Combined DFT with NBO and QTAIM studies on the hydrogen bonds in (CH3OH) n (n = 2–8) clusters

Abstract

The (CH3OH)n (n = 2–8) clusters formed via hydrogen bond (H-bonds) interactions have been studied systemically by density functional theory (DFT). The relevant geometries, energies, and IR characteristics of the intermolecular OH···O H-bonds have been investigated. The quantum theory of atoms in molecule (QTAIM) and natural bond orbital (NBO) analysis have also been applied to understand the nature of the hydrogen bonding interactions in clusters. The results show that both the strength of H-bonds and the deformation are important factors for the stability of (CH3OH)n clusters. The weakest H-bond was found in the dimer.
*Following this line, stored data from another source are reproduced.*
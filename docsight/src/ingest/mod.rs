//! Upload ingestion: format detection and conversion of raw bytes into tables or text.
//!
//! CSV and plain text are handled in-crate. Excel, PDF and Word documents go
//! through the [`TableParser`] and [`DocumentParser`] traits so a host can plug
//! in whichever parsing library it uses; [`ParserSet`] holds the registered
//! implementations.
//!
//! # Examples
//!
//! ```rust
//! use docsight::ingest::{FileFormat, ParserSet};
//!
//! let format = FileFormat::for_data_file("sales.csv", "text/csv").unwrap();
//! let table = ParserSet::new()
//!     .parse_table(format, b"region,units\nnorth,4\nsouth,7\n")
//!     .unwrap();
//!
//! assert_eq!(table.headers, vec!["region", "units"]);
//! assert_eq!(table.rows.len(), 2);
//! ```

use std::fmt::Debug;
use std::sync::Arc;

use once_cell::sync::Lazy;
use regex::Regex;
use serde::{Deserialize, Serialize};
use tracing::{debug, warn};

use crate::analyzers::cell::{Cell, Row};
use crate::error::{DocsightError, Result};

mod csv_parser;
mod text;

pub use csv_parser::{CsvOptions, CsvParser};
pub use text::PlainTextParser;

/// MIME type of Word documents.
pub const DOCX_MIME: &str = "application/vnd.openxmlformats-officedocument.wordprocessingml.document";

/// Tables wider than this are logged as a performance risk.
pub const WIDE_TABLE_COLUMNS: usize = 500;

/// Detected upload format.
#[derive(Debug, Clone, Copy, PartialEq, Eq, Hash, Serialize, Deserialize)]
#[serde(rename_all = "lowercase")]
pub enum FileFormat {
    Csv,
    Excel,
    Pdf,
    Docx,
    Text,
}

impl FileFormat {
    /// Detects the format of a tabular upload.
    ///
    /// CSV is recognized by MIME type `text/csv` or a `.csv` name; Excel by an
    /// `.xlsx` or `.xls` name.
    pub fn for_data_file(file_name: &str, file_type: &str) -> Result<Self> {
        let name = file_name.to_lowercase();
        if file_type == "text/csv" || name.ends_with(".csv") {
            Ok(FileFormat::Csv)
        } else if name.ends_with(".xlsx") || name.ends_with(".xls") {
            Ok(FileFormat::Excel)
        } else {
            Err(DocsightError::unsupported(file_type))
        }
    }

    /// Detects the format of a document upload.
    ///
    /// Word documents must be `.docx`; legacy `.doc` files are rejected with a
    /// hint to convert them.
    pub fn for_document(file_name: &str, file_type: &str) -> Result<Self> {
        let name = file_name.to_lowercase();
        if file_type == "application/pdf" {
            Ok(FileFormat::Pdf)
        } else if file_type == DOCX_MIME || name.ends_with(".docx") {
            if name.ends_with(".docx") {
                Ok(FileFormat::Docx)
            } else {
                Err(DocsightError::unsupported_with_hint(
                    file_type,
                    "Only .docx Word documents are supported. Please convert your file and try again.",
                ))
            }
        } else if file_type.starts_with("text/") {
            Ok(FileFormat::Text)
        } else if file_type == "application/msword" || name.ends_with(".doc") {
            Err(DocsightError::unsupported_with_hint(
                file_type,
                "Legacy .doc files are not supported. Please save the document as .docx and upload it again.",
            ))
        } else {
            Err(DocsightError::unsupported(file_type))
        }
    }

    pub fn is_tabular(&self) -> bool {
        matches!(self, FileFormat::Csv | FileFormat::Excel)
    }

    pub fn name(&self) -> &'static str {
        match self {
            FileFormat::Csv => "CSV",
            FileFormat::Excel => "Excel",
            FileFormat::Pdf => "PDF",
            FileFormat::Docx => "DOCX",
            FileFormat::Text => "text",
        }
    }
}

/// A parsed table: trimmed headers plus one [`Row`] per record.
#[derive(Debug, Clone, Default, PartialEq, Serialize, Deserialize)]
pub struct ParsedTable {
    pub headers: Vec<String>,
    pub rows: Vec<Row>,
}

impl ParsedTable {
    pub fn new(headers: Vec<String>, rows: Vec<Row>) -> Self {
        Self { headers, rows }
    }

    /// Builds a table from a spreadsheet grid whose first row holds the headers.
    ///
    /// Cells past the end of a short row are left out of that row, so they read
    /// as null.
    pub fn from_grid(grid: Vec<Vec<Cell>>) -> Self {
        let mut grid = grid.into_iter();
        let Some(header_row) = grid.next() else {
            return Self::default();
        };
        let headers: Vec<String> = header_row
            .iter()
            .map(|cell| cell.to_string().trim().to_string())
            .collect();

        let rows = grid
            .map(|cells| {
                headers
                    .iter()
                    .zip(cells)
                    .map(|(header, cell)| (header.clone(), cell))
                    .collect()
            })
            .collect();

        Self { headers, rows }
    }

    pub fn is_empty(&self) -> bool {
        self.headers.is_empty() || self.rows.is_empty()
    }
}

/// Metadata reported by a document parser.
#[derive(Debug, Clone, Default, PartialEq, Serialize, Deserialize)]
#[serde(rename_all = "camelCase")]
pub struct DocumentMetadata {
    #[serde(default, skip_serializing_if = "Option::is_none")]
    pub page_count: Option<u32>,
    #[serde(default, skip_serializing_if = "Option::is_none")]
    pub title: Option<String>,
    #[serde(default, skip_serializing_if = "Option::is_none")]
    pub encoding: Option<String>,
    /// Parser warnings
    #[serde(default, skip_serializing_if = "Vec::is_empty")]
    pub messages: Vec<String>,
    /// Set when extraction failed and placeholder text was substituted
    #[serde(default, skip_serializing_if = "Option::is_none")]
    pub processing_error: Option<String>,
}

/// Text extracted from a document.
#[derive(Debug, Clone, Default, PartialEq, Serialize, Deserialize)]
pub struct ExtractedText {
    pub text: String,
    pub metadata: DocumentMetadata,
}

/// Parses a binary spreadsheet into a table.
pub trait TableParser: Debug + Send + Sync {
    fn parse_table(&self, bytes: &[u8]) -> Result<ParsedTable>;

    /// Short name for logs
    fn name(&self) -> &str;
}

/// Extracts plain text from a binary document.
pub trait DocumentParser: Debug + Send + Sync {
    fn extract_text(&self, bytes: &[u8]) -> Result<ExtractedText>;

    /// Short name for logs
    fn name(&self) -> &str;
}

static CORRUPTED_ZIP: Lazy<Regex> =
    Lazy::new(|| Regex::new(r"(?i)corrupted zip").expect("corrupted zip pattern is valid"));

/// The parsers available to the upload processor.
#[derive(Debug, Clone, Default)]
pub struct ParserSet {
    csv: CsvParser,
    text: PlainTextParser,
    excel: Option<Arc<dyn TableParser>>,
    pdf: Option<Arc<dyn DocumentParser>>,
    docx: Option<Arc<dyn DocumentParser>>,
}

impl ParserSet {
    /// Built-in CSV and text parsers only.
    pub fn new() -> Self {
        Self::default()
    }

    pub fn with_csv_options(mut self, options: CsvOptions) -> Self {
        self.csv = CsvParser::with_options(options);
        self
    }

    pub fn with_excel(mut self, parser: Arc<dyn TableParser>) -> Self {
        self.excel = Some(parser);
        self
    }

    pub fn with_pdf(mut self, parser: Arc<dyn DocumentParser>) -> Self {
        self.pdf = Some(parser);
        self
    }

    pub fn with_docx(mut self, parser: Arc<dyn DocumentParser>) -> Self {
        self.docx = Some(parser);
        self
    }

    /// Parses a tabular upload.
    pub fn parse_table(&self, format: FileFormat, bytes: &[u8]) -> Result<ParsedTable> {
        let table = match format {
            FileFormat::Csv => self.csv.parse_table(bytes)?,
            FileFormat::Excel => self.excel.as_ref().ok_or_else(|| missing_parser(format))?.parse_table(bytes)?,
            other => return Err(DocsightError::unsupported(other.name())),
        };

        if table.headers.len() > WIDE_TABLE_COLUMNS {
            warn!(
                columns = table.headers.len(),
                "Table has more than {WIDE_TABLE_COLUMNS} columns - profiling may be slow"
            );
        }
        debug!(
            format = format.name(),
            columns = table.headers.len(),
            rows = table.rows.len(),
            "Parsed table"
        );
        Ok(table)
    }

    /// Extracts text from a document upload.
    ///
    /// A failing PDF parser does not fail the upload: placeholder text naming the
    /// error is returned instead, with `processing_error` set. Word parser errors
    /// are rewritten into messages suitable for the uploader.
    pub fn extract_text(&self, format: FileFormat, bytes: &[u8], file_name: &str) -> Result<ExtractedText> {
        match format {
            FileFormat::Text => self.text.extract_text(bytes),
            FileFormat::Pdf => {
                let parser = self.pdf.as_ref().ok_or_else(|| missing_parser(format))?;
                match parser.extract_text(bytes) {
                    Ok(extracted) => Ok(extracted),
                    Err(err) => {
                        let message = parser_message(&err);
                        warn!(parser = parser.name(), error = %message, "PDF parsing failed, using placeholder text");
                        Ok(ExtractedText {
                            text: format!(
                                "[PDF parsing failed: {message}. Please try a different PDF file or convert to a text format.]"
                            ),
                            metadata: DocumentMetadata {
                                page_count: Some(0),
                                title: Some(file_name.to_string()),
                                processing_error: Some(message),
                                ..DocumentMetadata::default()
                            },
                        })
                    }
                }
            }
            FileFormat::Docx => {
                let parser = self.docx.as_ref().ok_or_else(|| missing_parser(format))?;
                parser.extract_text(bytes).map_err(|err| {
                    let message = parser_message(&err);
                    let friendly = if CORRUPTED_ZIP.is_match(&message) {
                        "We couldn't read that Word document. Make sure it's a valid .docx file that isn't password protected or corrupted.".to_string()
                    } else if message.is_empty() {
                        "Failed to process Word document".to_string()
                    } else {
                        format!("Failed to process Word document: {message}")
                    };
                    DocsightError::parse("DOCX", friendly)
                })
            }
            other => Err(DocsightError::unsupported(other.name())),
        }
    }
}

fn missing_parser(format: FileFormat) -> DocsightError {
    DocsightError::unsupported_with_hint(
        format.name(),
        format!("No {} parser is configured", format.name()),
    )
}

/// The parser's own message, without the `Failed to parse X:` wrapper.
fn parser_message(err: &DocsightError) -> String {
    match err {
        DocsightError::Parse { message, .. } => message.clone(),
        other => other.to_string(),
    }
}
The strengths of H-bonds in clusters increase from n = 2 to 8, moreover, the strengths of H-bonds in (CH3OH)n (n = 4–8) clusters are remarkably stronger than those in (CH3OH)n (n = 2, 3) clusters. The small differences of the strengths of H-bonds among (CH3OH)n (n = 6–8) clusters indicate that a partial covalent character is attributed to the H-bonds in these clusters. The linear relationships between the electron density of BCP (ρb) and the H···O bond length of H-bonds as well as the second-perturbation energies E(2) have also been investigated and used to study the nature of H-bonds, respectively.